---- DATA FOR THIS TASK

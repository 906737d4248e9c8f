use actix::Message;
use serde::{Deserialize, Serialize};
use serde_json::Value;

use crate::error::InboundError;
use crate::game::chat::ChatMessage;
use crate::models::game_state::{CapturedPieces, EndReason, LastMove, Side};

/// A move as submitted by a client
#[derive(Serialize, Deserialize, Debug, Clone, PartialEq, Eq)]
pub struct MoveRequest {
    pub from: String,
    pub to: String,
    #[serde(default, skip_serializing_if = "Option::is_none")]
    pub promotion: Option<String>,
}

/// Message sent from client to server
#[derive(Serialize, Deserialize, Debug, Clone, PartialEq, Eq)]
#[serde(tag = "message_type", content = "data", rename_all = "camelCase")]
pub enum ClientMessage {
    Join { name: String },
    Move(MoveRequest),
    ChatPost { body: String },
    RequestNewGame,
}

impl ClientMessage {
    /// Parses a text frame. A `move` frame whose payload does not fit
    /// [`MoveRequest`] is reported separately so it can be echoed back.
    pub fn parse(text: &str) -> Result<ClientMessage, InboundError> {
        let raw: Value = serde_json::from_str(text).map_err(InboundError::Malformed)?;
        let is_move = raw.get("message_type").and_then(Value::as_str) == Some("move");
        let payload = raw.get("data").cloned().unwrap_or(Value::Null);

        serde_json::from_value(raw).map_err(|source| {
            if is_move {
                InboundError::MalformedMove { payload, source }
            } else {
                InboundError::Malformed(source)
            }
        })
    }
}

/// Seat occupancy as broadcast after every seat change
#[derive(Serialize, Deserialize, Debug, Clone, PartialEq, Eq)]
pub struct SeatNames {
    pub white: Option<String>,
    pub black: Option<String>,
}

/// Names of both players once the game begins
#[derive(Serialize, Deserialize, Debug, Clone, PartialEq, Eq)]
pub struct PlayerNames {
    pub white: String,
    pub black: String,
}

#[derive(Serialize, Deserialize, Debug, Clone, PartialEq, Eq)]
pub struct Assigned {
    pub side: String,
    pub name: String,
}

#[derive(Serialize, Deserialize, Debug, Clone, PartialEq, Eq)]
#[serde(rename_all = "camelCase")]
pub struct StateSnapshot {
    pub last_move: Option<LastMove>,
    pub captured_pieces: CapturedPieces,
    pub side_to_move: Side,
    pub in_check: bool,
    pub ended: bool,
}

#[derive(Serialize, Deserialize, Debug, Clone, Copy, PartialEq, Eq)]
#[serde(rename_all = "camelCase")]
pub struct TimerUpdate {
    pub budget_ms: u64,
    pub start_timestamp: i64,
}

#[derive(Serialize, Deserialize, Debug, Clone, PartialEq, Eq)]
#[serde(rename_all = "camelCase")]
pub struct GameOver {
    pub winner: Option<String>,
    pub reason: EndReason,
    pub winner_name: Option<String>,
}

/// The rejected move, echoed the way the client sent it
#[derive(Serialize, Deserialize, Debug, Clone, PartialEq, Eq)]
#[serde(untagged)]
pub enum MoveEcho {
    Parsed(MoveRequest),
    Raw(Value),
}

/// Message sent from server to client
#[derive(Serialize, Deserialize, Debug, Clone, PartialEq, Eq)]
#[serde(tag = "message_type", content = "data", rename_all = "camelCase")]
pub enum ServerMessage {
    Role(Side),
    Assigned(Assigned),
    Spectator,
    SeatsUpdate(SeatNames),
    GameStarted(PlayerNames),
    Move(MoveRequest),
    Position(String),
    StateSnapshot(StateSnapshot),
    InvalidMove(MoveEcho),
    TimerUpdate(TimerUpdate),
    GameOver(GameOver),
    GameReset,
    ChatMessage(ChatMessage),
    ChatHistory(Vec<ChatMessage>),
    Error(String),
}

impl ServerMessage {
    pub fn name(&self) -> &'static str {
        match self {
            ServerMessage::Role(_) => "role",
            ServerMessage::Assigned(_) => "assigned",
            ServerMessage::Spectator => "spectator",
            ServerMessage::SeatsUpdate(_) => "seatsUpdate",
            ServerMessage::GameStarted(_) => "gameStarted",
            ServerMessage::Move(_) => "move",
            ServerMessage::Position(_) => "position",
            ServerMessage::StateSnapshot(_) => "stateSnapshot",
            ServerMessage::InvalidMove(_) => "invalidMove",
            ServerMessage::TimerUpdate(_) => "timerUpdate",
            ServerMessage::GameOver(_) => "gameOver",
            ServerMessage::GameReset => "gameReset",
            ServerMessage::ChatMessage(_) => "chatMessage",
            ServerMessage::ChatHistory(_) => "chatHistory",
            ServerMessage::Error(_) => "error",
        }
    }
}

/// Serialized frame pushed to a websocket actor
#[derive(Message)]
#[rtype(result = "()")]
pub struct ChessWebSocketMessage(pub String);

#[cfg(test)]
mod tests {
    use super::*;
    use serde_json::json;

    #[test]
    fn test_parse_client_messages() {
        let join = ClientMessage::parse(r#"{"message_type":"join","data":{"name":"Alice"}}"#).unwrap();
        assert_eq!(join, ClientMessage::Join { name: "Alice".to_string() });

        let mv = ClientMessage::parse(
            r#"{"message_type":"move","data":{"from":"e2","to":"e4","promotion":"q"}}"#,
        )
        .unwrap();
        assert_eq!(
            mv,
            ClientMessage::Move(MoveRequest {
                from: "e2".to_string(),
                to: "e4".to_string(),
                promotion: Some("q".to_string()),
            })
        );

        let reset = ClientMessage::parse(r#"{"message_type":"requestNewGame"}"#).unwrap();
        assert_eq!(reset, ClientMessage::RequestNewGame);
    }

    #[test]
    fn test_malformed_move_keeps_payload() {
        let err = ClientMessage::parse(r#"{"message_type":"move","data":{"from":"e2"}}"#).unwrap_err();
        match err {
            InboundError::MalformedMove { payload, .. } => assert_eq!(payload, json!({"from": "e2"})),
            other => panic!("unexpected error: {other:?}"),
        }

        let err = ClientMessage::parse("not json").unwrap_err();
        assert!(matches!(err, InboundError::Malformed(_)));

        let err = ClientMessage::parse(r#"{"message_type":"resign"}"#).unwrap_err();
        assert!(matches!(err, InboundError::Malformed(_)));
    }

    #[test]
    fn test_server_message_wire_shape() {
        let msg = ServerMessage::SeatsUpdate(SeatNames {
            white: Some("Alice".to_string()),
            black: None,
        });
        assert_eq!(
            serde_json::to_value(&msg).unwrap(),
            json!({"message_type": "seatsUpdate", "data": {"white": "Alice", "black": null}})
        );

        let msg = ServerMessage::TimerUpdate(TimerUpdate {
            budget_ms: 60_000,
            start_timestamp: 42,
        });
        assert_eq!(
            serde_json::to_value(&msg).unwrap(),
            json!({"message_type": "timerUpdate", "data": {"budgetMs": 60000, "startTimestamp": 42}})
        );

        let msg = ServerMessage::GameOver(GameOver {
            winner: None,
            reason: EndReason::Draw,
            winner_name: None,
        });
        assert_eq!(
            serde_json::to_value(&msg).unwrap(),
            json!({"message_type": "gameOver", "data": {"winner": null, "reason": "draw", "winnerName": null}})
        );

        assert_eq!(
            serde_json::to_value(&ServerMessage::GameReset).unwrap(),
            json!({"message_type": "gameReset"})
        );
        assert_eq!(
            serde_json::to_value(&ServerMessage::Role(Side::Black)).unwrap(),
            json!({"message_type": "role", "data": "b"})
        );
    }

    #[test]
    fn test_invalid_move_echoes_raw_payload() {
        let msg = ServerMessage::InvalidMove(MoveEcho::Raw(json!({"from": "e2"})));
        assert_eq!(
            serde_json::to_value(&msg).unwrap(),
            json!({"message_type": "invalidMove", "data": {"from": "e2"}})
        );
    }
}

--------
---- DATA FOR THIS TASK

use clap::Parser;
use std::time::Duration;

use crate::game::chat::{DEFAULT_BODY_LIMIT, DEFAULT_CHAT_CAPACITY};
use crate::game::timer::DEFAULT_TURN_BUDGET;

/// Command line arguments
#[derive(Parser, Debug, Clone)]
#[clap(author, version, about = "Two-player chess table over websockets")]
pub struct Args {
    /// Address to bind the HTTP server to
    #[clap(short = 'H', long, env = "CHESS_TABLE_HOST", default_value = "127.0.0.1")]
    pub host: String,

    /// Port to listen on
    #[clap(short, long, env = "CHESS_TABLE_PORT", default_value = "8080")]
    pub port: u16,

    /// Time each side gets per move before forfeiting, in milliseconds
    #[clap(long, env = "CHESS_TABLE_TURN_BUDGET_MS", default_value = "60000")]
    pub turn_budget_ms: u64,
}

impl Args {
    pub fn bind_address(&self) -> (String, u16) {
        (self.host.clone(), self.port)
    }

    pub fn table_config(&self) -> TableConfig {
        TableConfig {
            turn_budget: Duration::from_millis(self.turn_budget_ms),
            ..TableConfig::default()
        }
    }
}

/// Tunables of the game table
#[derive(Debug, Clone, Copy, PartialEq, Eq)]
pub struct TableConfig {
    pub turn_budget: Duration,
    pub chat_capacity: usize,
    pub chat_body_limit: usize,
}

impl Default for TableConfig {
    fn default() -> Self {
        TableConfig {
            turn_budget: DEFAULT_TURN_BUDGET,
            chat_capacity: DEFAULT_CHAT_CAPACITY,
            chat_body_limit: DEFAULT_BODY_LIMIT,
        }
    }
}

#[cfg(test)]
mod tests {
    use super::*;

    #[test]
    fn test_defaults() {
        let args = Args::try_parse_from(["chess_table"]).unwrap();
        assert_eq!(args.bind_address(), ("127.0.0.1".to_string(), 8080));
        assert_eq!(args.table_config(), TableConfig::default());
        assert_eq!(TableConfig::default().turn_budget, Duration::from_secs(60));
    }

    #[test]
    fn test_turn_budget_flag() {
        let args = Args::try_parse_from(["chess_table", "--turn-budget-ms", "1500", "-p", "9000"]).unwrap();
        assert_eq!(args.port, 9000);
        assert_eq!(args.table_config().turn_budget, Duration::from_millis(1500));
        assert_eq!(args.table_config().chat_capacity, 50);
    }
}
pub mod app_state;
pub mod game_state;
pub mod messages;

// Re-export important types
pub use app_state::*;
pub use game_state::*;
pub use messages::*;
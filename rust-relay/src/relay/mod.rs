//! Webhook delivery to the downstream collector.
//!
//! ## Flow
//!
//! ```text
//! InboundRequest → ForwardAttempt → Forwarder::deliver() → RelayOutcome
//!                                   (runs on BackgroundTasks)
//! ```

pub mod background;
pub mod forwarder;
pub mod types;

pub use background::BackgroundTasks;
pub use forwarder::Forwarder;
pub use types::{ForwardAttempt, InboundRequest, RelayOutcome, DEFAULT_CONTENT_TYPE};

--------
---- DATA FOR THIS TASK

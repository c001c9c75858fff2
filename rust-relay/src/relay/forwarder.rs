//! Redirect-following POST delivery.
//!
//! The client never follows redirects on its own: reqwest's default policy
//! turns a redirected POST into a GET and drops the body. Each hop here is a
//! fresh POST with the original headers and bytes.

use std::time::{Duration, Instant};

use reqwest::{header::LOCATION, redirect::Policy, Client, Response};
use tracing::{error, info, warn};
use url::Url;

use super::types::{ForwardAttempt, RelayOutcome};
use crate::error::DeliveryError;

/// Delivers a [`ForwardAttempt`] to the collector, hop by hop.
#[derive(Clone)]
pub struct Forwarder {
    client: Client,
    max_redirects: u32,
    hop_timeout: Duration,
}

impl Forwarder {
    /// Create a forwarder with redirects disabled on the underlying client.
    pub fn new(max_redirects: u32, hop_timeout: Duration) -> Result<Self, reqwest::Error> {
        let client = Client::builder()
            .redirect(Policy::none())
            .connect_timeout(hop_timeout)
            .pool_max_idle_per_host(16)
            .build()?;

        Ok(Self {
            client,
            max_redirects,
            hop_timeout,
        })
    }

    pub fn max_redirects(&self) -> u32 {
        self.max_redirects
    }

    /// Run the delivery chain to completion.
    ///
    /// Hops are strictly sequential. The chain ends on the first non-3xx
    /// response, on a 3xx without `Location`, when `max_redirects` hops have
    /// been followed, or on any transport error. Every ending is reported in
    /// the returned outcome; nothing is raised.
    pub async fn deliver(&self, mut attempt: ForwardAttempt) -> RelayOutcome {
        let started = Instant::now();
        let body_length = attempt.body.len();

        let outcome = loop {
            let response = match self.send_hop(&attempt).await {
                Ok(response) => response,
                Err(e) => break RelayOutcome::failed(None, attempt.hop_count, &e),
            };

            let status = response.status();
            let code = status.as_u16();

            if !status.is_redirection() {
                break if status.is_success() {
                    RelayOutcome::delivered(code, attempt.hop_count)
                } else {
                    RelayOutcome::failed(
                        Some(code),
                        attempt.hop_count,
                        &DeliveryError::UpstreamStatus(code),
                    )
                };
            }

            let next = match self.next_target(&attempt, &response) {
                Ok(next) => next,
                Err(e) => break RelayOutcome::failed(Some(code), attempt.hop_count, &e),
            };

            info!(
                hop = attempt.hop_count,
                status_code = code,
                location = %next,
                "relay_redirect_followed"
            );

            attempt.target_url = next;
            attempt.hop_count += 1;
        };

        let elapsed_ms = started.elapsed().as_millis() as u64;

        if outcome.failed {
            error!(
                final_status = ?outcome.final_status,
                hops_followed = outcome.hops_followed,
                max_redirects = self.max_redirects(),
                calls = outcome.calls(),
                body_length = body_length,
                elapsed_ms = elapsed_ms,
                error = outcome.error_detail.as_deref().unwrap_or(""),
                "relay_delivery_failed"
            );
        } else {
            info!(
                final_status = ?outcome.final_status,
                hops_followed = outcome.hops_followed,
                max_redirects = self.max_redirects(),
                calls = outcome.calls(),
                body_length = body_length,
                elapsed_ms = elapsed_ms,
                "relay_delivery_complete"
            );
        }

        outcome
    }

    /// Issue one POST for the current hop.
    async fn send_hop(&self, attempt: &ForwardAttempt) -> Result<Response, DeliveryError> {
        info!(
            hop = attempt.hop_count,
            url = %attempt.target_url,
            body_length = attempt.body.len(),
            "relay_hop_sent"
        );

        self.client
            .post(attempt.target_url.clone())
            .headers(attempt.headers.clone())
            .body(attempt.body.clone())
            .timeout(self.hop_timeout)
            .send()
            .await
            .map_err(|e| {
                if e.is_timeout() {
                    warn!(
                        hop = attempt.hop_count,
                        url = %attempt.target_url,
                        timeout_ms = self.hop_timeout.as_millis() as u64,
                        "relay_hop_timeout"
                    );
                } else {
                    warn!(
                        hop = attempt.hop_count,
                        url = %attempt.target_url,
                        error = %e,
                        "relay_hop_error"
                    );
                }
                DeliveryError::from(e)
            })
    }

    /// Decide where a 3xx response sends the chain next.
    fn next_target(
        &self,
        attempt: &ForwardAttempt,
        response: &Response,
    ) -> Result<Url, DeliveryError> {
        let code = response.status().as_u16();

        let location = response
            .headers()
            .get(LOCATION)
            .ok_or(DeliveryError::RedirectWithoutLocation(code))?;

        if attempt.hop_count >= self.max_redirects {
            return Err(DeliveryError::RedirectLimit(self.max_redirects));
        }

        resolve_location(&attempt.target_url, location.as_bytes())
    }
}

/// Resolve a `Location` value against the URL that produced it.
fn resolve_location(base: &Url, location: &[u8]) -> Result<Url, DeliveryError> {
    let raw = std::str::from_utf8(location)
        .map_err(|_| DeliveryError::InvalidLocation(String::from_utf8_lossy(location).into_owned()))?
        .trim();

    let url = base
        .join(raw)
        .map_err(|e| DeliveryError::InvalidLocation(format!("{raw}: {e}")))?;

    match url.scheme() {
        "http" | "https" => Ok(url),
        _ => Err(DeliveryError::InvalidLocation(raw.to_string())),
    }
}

--------

INSTRUCTIONS TO FOLLOW:
Take the entries above and return only the lines from the one with "let location = response" to the one with "that produced it.", both included, unchanged.

ANSWER SPACE:
        let location = response
            .headers()
            .get(LOCATION)
            .ok_or(DeliveryError::RedirectWithoutLocation(code))?;

        if attempt.hop_count >= self.max_redirects {
            return Err(DeliveryError::RedirectLimit(self.max_redirects));
        }

        resolve_location(&attempt.target_url, location.as_bytes())
    }
}

/// Resolve a `Location` value against the URL that produced it.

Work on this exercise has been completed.